§ Brief: Within the records below, filter for lines carrying the word "Tstat" and copy them.

[Saved entries]
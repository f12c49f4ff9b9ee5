//! Tag-multiplexed 9P2000 client and server engines.
//!
//! Both engines speak through any reliable, ordered, bidirectional byte
//! stream split into an [`AsyncRead`] half and an [`AsyncWrite`] half;
//! establishing the connection is the caller's business.  They share
//! one [`Handler`] contract: a server dispatches incoming requests to a
//! handler, and a [`Client`](client::Client) *implements* the handler so
//! callers drive the remote service through the same thirteen
//! operations.  Plugging a client into a server therefore yields a
//! transparent proxy.
//!
//! A connection is used like this: construct the engine from the two
//! stream halves, spawn its `run` future (the reader on a client, the
//! receive loop on a server), and issue operations from as many tasks as
//! you like.  Request/response correlation rides on the 16-bit tag; the
//! protocol imposes no ordering between concurrent requests.

pub mod client;
pub mod handler;
pub mod logger;
pub mod server;

mod frame;


use std::fmt;
use std::io;
use std::sync::Arc;

use tokio::io::{AsyncRead, AsyncWrite};
use tokio::net::TcpListener;

pub use client::Client;
pub use handler::Handler;
pub use server::Server;
pub use styx_protocol as protocol;

use styx_protocol::{MessageType, ProtocolError, Tag};

/// Failure of an operation or of a whole connection.
///
/// `Transport` and `Protocol` are fatal to the connection that produced
/// them; the rest are scoped to one request.
#[derive(Debug)]
pub enum Error {
    /// The underlying stream failed or closed mid-frame.
    Transport(io::Error),
    /// The peer sent bytes that do not form a valid 9P2000 frame.
    Protocol(ProtocolError),
    /// A request was issued with a tag that is already in flight.
    TagInUse(Tag),
    /// The request was cancelled by a flush.
    Flushed,
    /// The server answered with Rerror; the payload is its error string,
    /// byte for byte.
    Remote(Vec<u8>),
    /// The response variant did not match the request.  This indicates a
    /// buggy peer and is worth treating as fatal.
    InvalidResponse {
        expected: MessageType,
        got: MessageType,
    },
    /// The connection went away while the request was pending, or the
    /// engine has been shut down.
    Closed,
}

impl Error {
    /// An application-level error carrying a message for the client,
    /// for handlers to return.
    pub fn remote<T: Into<Vec<u8>>>(msg: T) -> Error {
        Error::Remote(msg.into())
    }

    /// The string to place in an Rerror reply.
    ///
    /// Remote errors pass through verbatim so that proxied errors
    /// re-encode exactly as they arrived.
    pub fn to_ename(&self) -> Vec<u8> {
        match self {
            Self::Remote(e) => e.clone(),
            other => other.to_string().into_bytes(),
        }
    }
}

impl fmt::Display for Error {
    fn fmt(&self, f: &mut fmt::Formatter<'_>) -> fmt::Result {
        match self {
            Self::Transport(e) => write!(f, "transport error: {}", e),
            Self::Protocol(e) => write!(f, "protocol error: {}", e),
            Self::TagInUse(t) => write!(f, "tag already in use: {}", t),
            Self::Flushed => write!(f, "request flushed"),
            Self::Remote(e) => write!(f, "{}", String::from_utf8_lossy(e)),
            Self::InvalidResponse { expected, got } => {
                write!(f, "invalid response: expected {:?}, got {:?}", expected, got)
            }
            Self::Closed => write!(f, "connection closed"),
        }
    }
}

impl std::error::Error for Error {}

impl From<io::Error> for Error {
    fn from(e: io::Error) -> Self {
        Self::Transport(e)
    }
}

impl From<ProtocolError> for Error {
    fn from(e: ProtocolError) -> Self {
        Self::Protocol(e)
    }
}

/// Serve one connection: split the stream and run a server engine over
/// it until the peer goes away.
pub async fn serve<S, H>(stream: S, handler: H) -> Result<(), Error>
where
    S: AsyncRead + AsyncWrite + Send + 'static,
    H: Handler + 'static,
{
    let (rd, wr) = tokio::io::split(stream);
    Server::new(rd, wr, Arc::new(handler)).run().await
}

/// Accept TCP connections forever, serving each with a handler from the
/// factory on its own task.
pub async fn serve_listener<H, F>(listener: TcpListener, mut factory: F) -> Result<(), Error>
where
    H: Handler + 'static,
    F: FnMut() -> H,
{
    loop {
        let (stream, _addr) = listener.accept().await?;
        let handler = factory();
        tokio::spawn(async move {
            let _ = serve(stream, handler).await;
        });
    }
}
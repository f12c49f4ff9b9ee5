//! The operation contract shared by servers and clients.

use async_trait::async_trait;

use styx_protocol::{
    Rattach, Rauth, Rclunk, Rcreate, Rflush, Ropen, Rread, Rremove, Rstat, Rversion, Rwalk,
    Rwrite, Rwstat, Tattach, Tauth, Tclunk, Tcreate, Tflush, Topen, Tread, Tremove, Tstat,
    Tversion, Twalk, Twrite, Twstat,
};

use crate::Error;

/// One method per 9P2000 request, each producing the matching response
/// or an error.
///
/// The contract is symmetric on purpose.  A server operates on anything
/// implementing it; the client implements it, so that calling a method
/// on a client performs the very same operation on the remote server.
/// It follows that a client handed to a server as its handler acts as a
/// transparent proxy.
///
/// Tag ownership: callers choose the request tag (which is how a
/// request can later be flushed), and a server echoes it on every
/// response, errors included.  The engines take care of the echo; a
/// handler may ignore tags entirely, except that `version` must be sent
/// under [`NOTAG`](styx_protocol::NOTAG).
///
/// A server invokes handler methods from concurrently running tasks, so
/// implementations must tolerate concurrent calls.
#[async_trait]
pub trait Handler: Send + Sync {
    /// Negotiate the maximum message size and protocol version.
    ///
    /// Must be the first operation on a connection.  The reply's msize
    /// must not exceed the request's, and the version must be no newer
    /// than the one offered; a server unwilling to negotiate answers
    /// with version "unknown".
    async fn version(&self, req: Tversion) -> Result<Rversion, Error>;

    /// Establish a fid for an out-of-band authentication exchange.
    ///
    /// The returned qid names an authentication file which is read and
    /// written with the ordinary I/O operations; the protocol spoken
    /// over it is not part of 9P2000.  Services that require no
    /// authentication return an error and the client proceeds straight
    /// to attach.
    async fn auth(&self, req: Tauth) -> Result<Rauth, Error>;

    /// Bind a fid to the root of the requested service tree.
    async fn attach(&self, req: Tattach) -> Result<Rattach, Error>;

    /// Cancel the request pending under `oldtag`.
    ///
    /// Once a flush completes, the old tag is free for reuse.  A
    /// response to the old request may still arrive first and must be
    /// handled normally, since it can reflect a state change on the
    /// server.  When several flushes target one tag, only the last
    /// needs an answer.
    async fn flush(&self, req: Tflush) -> Result<Rflush, Error>;

    /// Resolve a sequence of path elements starting at `fid`, binding
    /// the destination to `newfid`.
    ///
    /// At most 16 names per walk; longer paths are walked in chunks.
    /// Zero names bind `newfid` to the same file as `fid`.  If an
    /// element part-way through is missing or not a directory, the
    /// reply carries qids only for the prefix that resolved and neither
    /// fid changes.
    async fn walk(&self, req: Twalk) -> Result<Rwalk, Error>;

    /// Open `fid` for I/O under the requested mode.
    ///
    /// The reply's iounit, when nonzero, is the largest transfer the
    /// server guarantees to perform without splitting.
    async fn open(&self, req: Topen) -> Result<Ropen, Error>;

    /// Create `name` in the directory of `fid` and open it; `fid` moves
    /// to the new file.  Setting `DMDIR` in the permissions creates a
    /// directory.
    async fn create(&self, req: Tcreate) -> Result<Rcreate, Error>;

    /// Read up to `count` bytes at `offset` from an open fid.
    ///
    /// Directory reads return whole encoded stat entries laid end to
    /// end, and must use offset 0 or continue exactly where the
    /// previous read stopped; any other offset is an error.
    async fn read(&self, req: Tread) -> Result<Rread, Error>;

    /// Write data at `offset` through an open fid.  Writing to a
    /// directory is illegal.
    async fn write(&self, req: Twrite) -> Result<Rwrite, Error>;

    /// Release `fid`.  The fid becomes reusable even when an error is
    /// returned.
    async fn clunk(&self, req: Tclunk) -> Result<Rclunk, Error>;

    /// Release `fid` and remove its file, permissions allowing; the fid
    /// is released regardless of whether the removal succeeded.
    async fn remove(&self, req: Tremove) -> Result<Rremove, Error>;

    /// Fetch the stat record of the file behind `fid`.
    async fn stat(&self, req: Tstat) -> Result<Rstat, Error>;

    /// Apply a stat record to the file behind `fid`.
    ///
    /// Either every non-sentinel field is applied or none is; partial
    /// application is forbidden.  A record with every field at its
    /// "don't touch" value asks the server to flush the file to stable
    /// storage.
    async fn wstat(&self, req: Twstat) -> Result<Rwstat, Error>;
}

§ Task result:
    Rwrite, Rwstat, Tattach, Tauth, Tclunk, Tcreate, Tflush, Topen, Tread, Tremove, Tstat,
    async fn stat(&self, req: Tstat) -> Result<Rstat, Error>;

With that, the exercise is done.